--- Records for the exercise ---
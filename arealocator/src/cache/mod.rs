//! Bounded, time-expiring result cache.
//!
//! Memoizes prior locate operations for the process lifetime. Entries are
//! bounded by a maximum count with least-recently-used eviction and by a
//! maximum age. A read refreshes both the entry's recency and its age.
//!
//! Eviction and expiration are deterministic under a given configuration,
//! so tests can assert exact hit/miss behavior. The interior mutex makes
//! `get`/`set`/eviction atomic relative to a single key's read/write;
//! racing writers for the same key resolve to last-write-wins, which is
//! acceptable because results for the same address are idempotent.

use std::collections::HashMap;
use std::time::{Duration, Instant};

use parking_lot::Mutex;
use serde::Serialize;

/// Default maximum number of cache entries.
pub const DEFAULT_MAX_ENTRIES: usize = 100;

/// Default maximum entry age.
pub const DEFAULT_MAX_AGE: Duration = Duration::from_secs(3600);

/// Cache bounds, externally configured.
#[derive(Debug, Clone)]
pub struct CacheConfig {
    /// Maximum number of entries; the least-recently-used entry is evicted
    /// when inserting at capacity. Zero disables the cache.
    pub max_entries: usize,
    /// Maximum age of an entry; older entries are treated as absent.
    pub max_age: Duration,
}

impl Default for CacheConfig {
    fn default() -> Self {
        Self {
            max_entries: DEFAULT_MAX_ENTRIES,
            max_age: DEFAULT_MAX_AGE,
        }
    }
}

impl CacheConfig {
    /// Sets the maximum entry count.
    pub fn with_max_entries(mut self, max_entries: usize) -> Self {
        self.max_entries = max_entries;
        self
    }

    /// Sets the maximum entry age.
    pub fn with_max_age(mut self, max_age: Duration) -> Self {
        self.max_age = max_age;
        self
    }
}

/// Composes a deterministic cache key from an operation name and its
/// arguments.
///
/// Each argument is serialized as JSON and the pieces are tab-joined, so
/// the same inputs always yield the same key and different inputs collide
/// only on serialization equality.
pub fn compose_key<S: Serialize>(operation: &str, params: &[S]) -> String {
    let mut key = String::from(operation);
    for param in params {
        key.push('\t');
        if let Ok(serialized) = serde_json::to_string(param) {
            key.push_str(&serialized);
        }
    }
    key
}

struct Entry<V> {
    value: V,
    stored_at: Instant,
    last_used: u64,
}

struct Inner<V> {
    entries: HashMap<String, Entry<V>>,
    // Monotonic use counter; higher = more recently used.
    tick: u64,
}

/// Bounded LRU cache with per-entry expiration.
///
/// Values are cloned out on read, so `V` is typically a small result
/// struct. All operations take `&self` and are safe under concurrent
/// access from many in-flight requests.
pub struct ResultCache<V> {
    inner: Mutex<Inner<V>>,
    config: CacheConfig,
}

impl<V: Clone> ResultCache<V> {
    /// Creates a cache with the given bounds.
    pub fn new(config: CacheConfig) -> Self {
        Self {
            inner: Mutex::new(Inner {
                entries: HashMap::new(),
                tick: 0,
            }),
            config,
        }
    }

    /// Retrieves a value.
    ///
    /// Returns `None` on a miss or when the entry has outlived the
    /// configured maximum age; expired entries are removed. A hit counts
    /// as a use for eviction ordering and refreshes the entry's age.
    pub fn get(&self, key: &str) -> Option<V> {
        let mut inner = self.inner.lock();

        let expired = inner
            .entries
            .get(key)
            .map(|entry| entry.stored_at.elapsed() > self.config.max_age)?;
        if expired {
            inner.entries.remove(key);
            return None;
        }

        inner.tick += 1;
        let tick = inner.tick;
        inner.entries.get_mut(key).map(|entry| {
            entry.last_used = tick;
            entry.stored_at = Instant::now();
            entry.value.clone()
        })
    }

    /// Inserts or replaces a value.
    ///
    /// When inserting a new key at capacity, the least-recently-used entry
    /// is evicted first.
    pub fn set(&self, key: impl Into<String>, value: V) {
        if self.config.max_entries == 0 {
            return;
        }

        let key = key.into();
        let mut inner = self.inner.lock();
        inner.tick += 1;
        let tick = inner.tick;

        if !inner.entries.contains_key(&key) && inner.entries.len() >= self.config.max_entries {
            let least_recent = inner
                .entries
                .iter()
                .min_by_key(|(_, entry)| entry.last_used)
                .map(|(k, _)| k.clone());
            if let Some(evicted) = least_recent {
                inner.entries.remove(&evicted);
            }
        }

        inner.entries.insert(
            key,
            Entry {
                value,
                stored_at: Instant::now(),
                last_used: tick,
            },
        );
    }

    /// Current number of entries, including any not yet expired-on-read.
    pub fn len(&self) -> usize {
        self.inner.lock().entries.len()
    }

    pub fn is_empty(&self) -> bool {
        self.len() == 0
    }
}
---
Task instructions: Transcribe every line above, character for character.

Response area:
filename arealocator/src/cache/mod.rs
//! Bounded, time-expiring result cache.
//!
//! Memoizes prior locate operations for the process lifetime. Entries are
//! bounded by a maximum count with least-recently-used eviction and by a
//! maximum age. A read refreshes both the entry's recency and its age.
//!
//! Eviction and expiration are deterministic under a given configuration,
//! so tests can assert exact hit/miss behavior. The interior mutex makes
//! `get`/`set`/eviction atomic relative to a single key's read/write;
//! racing writers for the same key resolve to last-write-wins, which is
//! acceptable because results for the same address are idempotent.

use std::collections::HashMap;
use std::time::{Duration, Instant};

use parking_lot::Mutex;
use serde::Serialize;

/// Default maximum number of cache entries.
pub const DEFAULT_MAX_ENTRIES: usize = 100;

/// Default maximum entry age.
pub const DEFAULT_MAX_AGE: Duration = Duration::from_secs(3600);

/// Cache bounds, externally configured.
#[derive(Debug, Clone)]
pub struct CacheConfig {
    /// Maximum number of entries; the least-recently-used entry is evicted
    /// when inserting at capacity. Zero disables the cache.
    pub max_entries: usize,
    /// Maximum age of an entry; older entries are treated as absent.
    pub max_age: Duration,
}

impl Default for CacheConfig {
    fn default() -> Self {
        Self {
            max_entries: DEFAULT_MAX_ENTRIES,
            max_age: DEFAULT_MAX_AGE,
        }
    }
}

impl CacheConfig {
    /// Sets the maximum entry count.
    pub fn with_max_entries(mut self, max_entries: usize) -> Self {
        self.max_entries = max_entries;
        self
    }

    /// Sets the maximum entry age.
    pub fn with_max_age(mut self, max_age: Duration) -> Self {
        self.max_age = max_age;
        self
    }
}

/// Composes a deterministic cache key from an operation name and its
/// arguments.
///
/// Each argument is serialized as JSON and the pieces are tab-joined, so
/// the same inputs always yield the same key and different inputs collide
/// only on serialization equality.
pub fn compose_key<S: Serialize>(operation: &str, params: &[S]) -> String {
    let mut key = String::from(operation);
    for param in params {
        key.push('\t');
        if let Ok(serialized) = serde_json::to_string(param) {
            key.push_str(&serialized);
        }
    }
    key
}

struct Entry<V> {
    value: V,
    stored_at: Instant,
    last_used: u64,
}

struct Inner<V> {
    entries: HashMap<String, Entry<V>>,
    // Monotonic use counter; higher = more recently used.
    tick: u64,
}

/// Bounded LRU cache with per-entry expiration.
///
/// Values are cloned out on read, so `V` is typically a small result
/// struct. All operations take `&self` and are safe under concurrent
/// access from many in-flight requests.
pub struct ResultCache<V> {
    inner: Mutex<Inner<V>>,
    config: CacheConfig,
}

impl<V: Clone> ResultCache<V> {
    /// Creates a cache with the given bounds.
    pub fn new(config: CacheConfig) -> Self {
        Self {
            inner: Mutex::new(Inner {
                entries: HashMap::new(),
                tick: 0,
            }),
            config,
        }
    }

    /// Retrieves a value.
    ///
    /// Returns `None` on a miss or when the entry has outlived the
    /// configured maximum age; expired entries are removed. A hit counts
    /// as a use for eviction ordering and refreshes the entry's age.
    pub fn get(&self, key: &str) -> Option<V> {
        let mut inner = self.inner.lock();

        let expired = inner
            .entries
            .get(key)
            .map(|entry| entry.stored_at.elapsed() > self.config.max_age)?;
        if expired {
            inner.entries.remove(key);
            return None;
        }

        inner.tick += 1;
        let tick = inner.tick;
        inner.entries.get_mut(key).map(|entry| {
            entry.last_used = tick;
            entry.stored_at = Instant::now();
            entry.value.clone()
        })
    }

    /// Inserts or replaces a value.
    ///
    /// When inserting a new key at capacity, the least-recently-used entry
    /// is evicted first.
    pub fn set(&self, key: impl Into<String>, value: V) {
        if self.config.max_entries == 0 {
            return;
        }

        let key = key.into();
        let mut inner = self.inner.lock();
        inner.tick += 1;
        let tick = inner.tick;

        if !inner.entries.contains_key(&key) && inner.entries.len() >= self.config.max_entries {
            let least_recent = inner
                .entries
                .iter()
                .min_by_key(|(_, entry)| entry.last_used)
                .map(|(k, _)| k.clone());
            if let Some(evicted) = least_recent {
                inner.entries.remove(&evicted);
            }
        }

        inner.entries.insert(
            key,
            Entry {
                value,
                stored_at: Instant::now(),
                last_used: tick,
            },
        );
    }

    /// Current number of entries, including any not yet expired-on-read.
    pub fn len(&self) -> usize {
        self.inner.lock().entries.len()
    }

    pub fn is_empty(&self) -> bool {
        self.len() == 0
    }
}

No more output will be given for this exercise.